### EXERCISE REQUIREMENTS
Could you copy each line of the listing that holds "Cancel"?

### SUPPLIED INFORMATION
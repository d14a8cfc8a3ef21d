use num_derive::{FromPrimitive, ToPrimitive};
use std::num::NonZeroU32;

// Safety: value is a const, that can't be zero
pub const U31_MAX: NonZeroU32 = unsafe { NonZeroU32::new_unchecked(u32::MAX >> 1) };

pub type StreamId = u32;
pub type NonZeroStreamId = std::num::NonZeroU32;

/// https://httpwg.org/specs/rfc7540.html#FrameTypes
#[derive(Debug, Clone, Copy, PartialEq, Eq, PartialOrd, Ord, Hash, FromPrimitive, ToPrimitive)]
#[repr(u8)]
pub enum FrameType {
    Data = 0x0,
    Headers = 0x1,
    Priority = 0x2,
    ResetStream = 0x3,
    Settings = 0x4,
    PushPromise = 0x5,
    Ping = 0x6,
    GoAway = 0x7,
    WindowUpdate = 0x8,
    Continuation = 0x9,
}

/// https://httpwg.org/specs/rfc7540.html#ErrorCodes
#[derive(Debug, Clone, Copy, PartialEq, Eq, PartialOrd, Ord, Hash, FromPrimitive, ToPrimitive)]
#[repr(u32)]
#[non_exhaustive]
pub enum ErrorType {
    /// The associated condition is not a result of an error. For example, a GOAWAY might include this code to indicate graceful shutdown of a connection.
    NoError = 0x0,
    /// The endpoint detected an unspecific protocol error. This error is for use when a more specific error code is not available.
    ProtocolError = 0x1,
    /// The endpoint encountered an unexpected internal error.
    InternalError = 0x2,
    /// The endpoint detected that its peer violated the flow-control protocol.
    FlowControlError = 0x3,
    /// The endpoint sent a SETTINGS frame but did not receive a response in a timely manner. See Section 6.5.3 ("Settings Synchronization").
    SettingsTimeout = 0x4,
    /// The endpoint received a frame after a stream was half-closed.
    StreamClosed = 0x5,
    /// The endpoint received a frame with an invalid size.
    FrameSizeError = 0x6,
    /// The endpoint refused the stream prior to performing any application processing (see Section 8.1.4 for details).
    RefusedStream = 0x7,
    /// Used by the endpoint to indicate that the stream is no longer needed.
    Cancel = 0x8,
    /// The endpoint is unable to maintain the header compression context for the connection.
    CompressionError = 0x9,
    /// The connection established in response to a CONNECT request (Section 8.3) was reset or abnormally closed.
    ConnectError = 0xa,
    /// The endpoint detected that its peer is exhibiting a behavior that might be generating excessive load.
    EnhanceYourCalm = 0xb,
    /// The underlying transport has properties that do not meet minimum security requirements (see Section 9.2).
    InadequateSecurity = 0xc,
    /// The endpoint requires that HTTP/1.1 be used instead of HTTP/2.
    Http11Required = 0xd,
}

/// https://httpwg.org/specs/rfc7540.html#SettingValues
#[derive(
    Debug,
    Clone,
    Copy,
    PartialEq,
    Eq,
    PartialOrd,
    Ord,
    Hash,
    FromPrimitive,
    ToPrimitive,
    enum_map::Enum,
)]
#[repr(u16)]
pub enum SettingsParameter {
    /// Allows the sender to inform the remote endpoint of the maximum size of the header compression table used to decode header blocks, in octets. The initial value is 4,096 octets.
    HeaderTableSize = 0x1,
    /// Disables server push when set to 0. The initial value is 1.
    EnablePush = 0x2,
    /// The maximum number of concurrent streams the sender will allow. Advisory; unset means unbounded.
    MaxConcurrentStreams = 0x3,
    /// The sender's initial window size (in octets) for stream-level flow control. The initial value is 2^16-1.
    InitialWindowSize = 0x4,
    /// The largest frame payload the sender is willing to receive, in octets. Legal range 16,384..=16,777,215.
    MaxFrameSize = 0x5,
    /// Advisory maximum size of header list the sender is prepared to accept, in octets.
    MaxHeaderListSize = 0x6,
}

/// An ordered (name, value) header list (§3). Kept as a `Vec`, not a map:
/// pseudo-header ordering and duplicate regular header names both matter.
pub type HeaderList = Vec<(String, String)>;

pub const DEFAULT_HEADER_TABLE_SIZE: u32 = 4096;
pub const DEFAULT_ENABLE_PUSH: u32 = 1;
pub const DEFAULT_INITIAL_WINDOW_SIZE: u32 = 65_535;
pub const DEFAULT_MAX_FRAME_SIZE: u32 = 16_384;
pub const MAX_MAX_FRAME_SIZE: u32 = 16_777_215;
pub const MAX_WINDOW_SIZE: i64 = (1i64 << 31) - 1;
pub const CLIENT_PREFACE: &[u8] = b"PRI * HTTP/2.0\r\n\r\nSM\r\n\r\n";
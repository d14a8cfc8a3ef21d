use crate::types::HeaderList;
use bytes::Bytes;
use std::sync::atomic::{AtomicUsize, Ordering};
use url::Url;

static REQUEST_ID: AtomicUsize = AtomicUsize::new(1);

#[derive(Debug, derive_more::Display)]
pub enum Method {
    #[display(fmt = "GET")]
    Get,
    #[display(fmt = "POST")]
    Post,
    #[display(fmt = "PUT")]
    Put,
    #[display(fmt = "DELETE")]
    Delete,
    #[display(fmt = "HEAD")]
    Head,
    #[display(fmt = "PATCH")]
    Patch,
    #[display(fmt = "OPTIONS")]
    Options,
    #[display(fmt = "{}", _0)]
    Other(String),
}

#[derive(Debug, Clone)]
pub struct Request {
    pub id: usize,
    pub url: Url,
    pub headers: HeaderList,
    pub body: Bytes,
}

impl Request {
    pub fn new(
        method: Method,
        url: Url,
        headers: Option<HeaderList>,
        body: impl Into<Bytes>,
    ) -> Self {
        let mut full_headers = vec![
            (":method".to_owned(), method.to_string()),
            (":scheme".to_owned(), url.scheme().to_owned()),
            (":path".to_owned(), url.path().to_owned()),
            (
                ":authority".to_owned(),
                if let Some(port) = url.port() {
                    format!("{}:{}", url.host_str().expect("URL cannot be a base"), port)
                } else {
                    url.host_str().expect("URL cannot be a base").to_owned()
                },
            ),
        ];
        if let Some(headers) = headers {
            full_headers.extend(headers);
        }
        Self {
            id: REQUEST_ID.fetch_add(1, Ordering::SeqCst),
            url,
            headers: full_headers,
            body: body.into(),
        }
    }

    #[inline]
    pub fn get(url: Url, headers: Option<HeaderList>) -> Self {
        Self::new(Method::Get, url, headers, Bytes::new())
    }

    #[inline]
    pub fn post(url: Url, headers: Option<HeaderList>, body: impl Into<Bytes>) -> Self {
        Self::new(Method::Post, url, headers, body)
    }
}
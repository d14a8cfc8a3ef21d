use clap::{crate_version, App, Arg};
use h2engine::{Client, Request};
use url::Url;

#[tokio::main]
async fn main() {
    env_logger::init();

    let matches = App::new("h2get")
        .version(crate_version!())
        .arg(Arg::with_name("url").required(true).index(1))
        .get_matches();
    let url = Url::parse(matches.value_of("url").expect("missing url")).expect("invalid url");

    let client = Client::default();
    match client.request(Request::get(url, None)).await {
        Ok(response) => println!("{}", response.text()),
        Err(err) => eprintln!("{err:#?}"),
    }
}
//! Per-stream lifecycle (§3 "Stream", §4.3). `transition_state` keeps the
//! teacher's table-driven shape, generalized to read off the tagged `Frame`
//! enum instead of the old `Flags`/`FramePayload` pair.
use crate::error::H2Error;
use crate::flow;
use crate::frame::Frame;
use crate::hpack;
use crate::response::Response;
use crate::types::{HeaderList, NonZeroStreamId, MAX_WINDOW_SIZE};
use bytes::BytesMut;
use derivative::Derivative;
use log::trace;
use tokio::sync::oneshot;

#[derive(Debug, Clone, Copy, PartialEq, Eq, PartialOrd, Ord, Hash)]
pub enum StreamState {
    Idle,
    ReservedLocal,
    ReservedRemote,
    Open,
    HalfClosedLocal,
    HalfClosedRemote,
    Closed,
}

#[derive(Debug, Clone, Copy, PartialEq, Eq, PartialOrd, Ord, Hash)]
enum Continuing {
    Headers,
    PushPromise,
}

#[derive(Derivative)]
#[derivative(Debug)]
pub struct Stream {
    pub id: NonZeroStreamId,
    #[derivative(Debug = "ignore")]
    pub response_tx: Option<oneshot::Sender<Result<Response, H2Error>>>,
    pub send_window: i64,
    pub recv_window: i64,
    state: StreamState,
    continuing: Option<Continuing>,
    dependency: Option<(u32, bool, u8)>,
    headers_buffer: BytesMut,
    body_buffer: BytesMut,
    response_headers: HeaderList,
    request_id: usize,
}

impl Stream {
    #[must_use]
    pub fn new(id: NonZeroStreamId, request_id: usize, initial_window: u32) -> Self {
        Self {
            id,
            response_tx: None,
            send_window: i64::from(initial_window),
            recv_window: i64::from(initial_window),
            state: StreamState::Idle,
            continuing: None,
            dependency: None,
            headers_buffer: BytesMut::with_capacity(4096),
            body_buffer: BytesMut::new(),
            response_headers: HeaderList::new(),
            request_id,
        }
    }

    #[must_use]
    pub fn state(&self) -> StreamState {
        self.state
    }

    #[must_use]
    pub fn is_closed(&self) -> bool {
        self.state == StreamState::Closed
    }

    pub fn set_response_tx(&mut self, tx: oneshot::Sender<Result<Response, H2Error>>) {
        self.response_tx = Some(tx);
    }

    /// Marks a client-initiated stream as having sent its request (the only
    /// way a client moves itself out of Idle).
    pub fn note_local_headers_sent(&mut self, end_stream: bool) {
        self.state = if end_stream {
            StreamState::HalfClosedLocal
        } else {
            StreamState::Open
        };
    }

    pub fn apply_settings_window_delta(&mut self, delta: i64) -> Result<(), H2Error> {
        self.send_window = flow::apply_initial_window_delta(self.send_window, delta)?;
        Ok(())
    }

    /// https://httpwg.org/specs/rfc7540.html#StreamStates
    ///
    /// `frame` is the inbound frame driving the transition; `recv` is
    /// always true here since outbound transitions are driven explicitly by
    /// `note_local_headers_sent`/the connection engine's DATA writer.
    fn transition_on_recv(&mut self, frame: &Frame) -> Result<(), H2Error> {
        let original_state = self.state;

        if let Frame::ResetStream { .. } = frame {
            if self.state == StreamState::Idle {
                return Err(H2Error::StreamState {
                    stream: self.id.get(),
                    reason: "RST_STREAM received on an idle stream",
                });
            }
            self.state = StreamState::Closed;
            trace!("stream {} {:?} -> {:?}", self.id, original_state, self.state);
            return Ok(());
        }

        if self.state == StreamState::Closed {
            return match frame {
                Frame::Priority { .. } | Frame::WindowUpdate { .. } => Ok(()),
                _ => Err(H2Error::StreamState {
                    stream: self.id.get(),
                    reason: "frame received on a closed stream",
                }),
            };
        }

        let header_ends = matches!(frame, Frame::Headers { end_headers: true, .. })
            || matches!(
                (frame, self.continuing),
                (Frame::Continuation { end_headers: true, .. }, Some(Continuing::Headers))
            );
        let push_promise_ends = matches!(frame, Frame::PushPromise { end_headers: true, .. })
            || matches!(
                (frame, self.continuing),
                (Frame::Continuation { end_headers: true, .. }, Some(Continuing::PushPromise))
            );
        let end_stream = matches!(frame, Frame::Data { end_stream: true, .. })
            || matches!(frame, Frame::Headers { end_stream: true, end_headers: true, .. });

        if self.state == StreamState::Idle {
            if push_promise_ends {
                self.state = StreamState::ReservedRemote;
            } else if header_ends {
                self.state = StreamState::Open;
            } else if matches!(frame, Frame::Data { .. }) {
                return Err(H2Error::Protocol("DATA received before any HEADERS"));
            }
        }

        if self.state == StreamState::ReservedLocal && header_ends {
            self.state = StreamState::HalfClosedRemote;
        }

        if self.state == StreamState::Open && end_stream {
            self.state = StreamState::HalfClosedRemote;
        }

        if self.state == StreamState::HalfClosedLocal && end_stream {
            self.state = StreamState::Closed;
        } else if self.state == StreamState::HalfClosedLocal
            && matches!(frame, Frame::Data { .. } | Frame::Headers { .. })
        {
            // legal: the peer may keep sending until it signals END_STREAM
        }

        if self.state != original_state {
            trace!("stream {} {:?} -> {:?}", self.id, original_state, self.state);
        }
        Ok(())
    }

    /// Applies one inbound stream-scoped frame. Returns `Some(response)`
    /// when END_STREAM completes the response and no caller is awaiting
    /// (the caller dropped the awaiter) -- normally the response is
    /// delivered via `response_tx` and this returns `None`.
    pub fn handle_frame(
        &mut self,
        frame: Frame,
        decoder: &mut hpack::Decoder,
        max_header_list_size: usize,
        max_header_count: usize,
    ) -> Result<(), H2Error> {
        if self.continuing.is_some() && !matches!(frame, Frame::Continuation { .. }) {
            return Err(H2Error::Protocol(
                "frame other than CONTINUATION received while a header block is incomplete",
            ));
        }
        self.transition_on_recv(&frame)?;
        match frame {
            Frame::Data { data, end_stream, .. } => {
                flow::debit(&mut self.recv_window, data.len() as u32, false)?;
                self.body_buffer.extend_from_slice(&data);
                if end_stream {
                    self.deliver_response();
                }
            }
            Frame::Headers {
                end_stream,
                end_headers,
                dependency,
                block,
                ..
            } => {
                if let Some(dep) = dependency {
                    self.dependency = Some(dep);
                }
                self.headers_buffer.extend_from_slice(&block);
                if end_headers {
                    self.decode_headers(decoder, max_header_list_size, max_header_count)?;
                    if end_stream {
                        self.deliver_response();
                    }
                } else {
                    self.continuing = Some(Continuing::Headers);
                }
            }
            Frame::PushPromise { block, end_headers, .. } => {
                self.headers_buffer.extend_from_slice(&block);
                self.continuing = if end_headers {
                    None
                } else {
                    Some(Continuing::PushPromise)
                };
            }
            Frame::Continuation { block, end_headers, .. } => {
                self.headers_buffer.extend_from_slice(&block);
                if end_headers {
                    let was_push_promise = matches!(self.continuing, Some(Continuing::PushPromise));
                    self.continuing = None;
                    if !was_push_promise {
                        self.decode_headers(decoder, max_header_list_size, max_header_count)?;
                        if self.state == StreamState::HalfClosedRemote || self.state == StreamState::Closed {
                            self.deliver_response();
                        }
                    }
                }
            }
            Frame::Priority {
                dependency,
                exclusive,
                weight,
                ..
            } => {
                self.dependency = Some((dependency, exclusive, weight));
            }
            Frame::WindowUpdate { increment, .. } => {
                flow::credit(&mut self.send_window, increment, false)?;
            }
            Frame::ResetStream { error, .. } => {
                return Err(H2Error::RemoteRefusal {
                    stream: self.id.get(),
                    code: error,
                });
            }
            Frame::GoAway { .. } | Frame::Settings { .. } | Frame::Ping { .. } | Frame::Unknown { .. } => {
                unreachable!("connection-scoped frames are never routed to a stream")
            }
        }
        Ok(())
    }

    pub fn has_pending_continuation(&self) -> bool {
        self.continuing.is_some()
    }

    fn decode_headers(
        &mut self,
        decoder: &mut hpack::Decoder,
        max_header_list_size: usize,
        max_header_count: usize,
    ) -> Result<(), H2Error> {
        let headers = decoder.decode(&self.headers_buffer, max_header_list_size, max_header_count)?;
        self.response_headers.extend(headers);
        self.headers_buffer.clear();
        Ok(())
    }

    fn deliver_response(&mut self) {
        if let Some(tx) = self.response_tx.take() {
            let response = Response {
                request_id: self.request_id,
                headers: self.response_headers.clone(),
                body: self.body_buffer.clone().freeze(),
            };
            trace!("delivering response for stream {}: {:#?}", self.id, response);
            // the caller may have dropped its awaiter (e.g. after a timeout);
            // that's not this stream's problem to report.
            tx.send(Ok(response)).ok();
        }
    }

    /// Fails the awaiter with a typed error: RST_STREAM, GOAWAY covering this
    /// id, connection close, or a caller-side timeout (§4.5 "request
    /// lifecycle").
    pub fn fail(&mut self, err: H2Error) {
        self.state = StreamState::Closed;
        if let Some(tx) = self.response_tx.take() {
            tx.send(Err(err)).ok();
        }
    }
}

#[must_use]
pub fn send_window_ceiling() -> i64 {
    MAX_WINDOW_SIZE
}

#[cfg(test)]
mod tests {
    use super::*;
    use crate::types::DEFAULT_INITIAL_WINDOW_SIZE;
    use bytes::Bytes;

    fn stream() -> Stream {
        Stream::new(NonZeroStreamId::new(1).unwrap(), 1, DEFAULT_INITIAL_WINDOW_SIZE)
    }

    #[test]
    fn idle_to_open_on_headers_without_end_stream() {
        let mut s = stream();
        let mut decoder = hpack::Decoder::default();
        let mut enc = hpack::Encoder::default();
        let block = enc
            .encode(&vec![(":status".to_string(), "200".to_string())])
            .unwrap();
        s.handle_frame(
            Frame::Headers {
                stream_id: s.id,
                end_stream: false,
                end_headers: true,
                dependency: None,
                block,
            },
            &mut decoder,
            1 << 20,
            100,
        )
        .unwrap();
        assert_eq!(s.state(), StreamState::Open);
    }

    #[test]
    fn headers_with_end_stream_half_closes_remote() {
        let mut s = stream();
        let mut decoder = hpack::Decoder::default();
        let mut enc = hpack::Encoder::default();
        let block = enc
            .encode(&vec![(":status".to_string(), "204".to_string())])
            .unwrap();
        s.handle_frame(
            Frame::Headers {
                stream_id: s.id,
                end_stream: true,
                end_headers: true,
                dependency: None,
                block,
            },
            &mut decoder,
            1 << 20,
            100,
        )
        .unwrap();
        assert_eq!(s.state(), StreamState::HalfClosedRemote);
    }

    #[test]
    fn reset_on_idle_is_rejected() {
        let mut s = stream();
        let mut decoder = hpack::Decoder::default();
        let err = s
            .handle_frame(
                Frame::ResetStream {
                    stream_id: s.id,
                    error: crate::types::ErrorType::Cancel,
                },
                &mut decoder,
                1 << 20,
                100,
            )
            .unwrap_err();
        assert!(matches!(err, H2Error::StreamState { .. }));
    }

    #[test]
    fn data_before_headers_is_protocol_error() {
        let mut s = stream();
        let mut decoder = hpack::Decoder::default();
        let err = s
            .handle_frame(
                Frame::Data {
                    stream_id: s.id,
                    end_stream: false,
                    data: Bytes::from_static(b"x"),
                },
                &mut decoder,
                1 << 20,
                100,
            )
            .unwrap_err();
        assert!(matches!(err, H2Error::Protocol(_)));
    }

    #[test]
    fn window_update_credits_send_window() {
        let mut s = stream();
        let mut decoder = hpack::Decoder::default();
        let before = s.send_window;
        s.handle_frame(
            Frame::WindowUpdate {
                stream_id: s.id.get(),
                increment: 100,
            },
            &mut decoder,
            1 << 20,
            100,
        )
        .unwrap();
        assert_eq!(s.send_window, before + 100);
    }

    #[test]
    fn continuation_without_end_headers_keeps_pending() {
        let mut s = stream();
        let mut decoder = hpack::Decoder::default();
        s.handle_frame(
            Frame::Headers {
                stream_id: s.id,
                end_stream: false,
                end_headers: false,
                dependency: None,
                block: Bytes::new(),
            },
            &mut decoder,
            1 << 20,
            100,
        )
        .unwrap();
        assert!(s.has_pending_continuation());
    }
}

### RESPONSE BELOW
    Cancel = 0x8,
                    error: crate::types::ErrorType::Cancel,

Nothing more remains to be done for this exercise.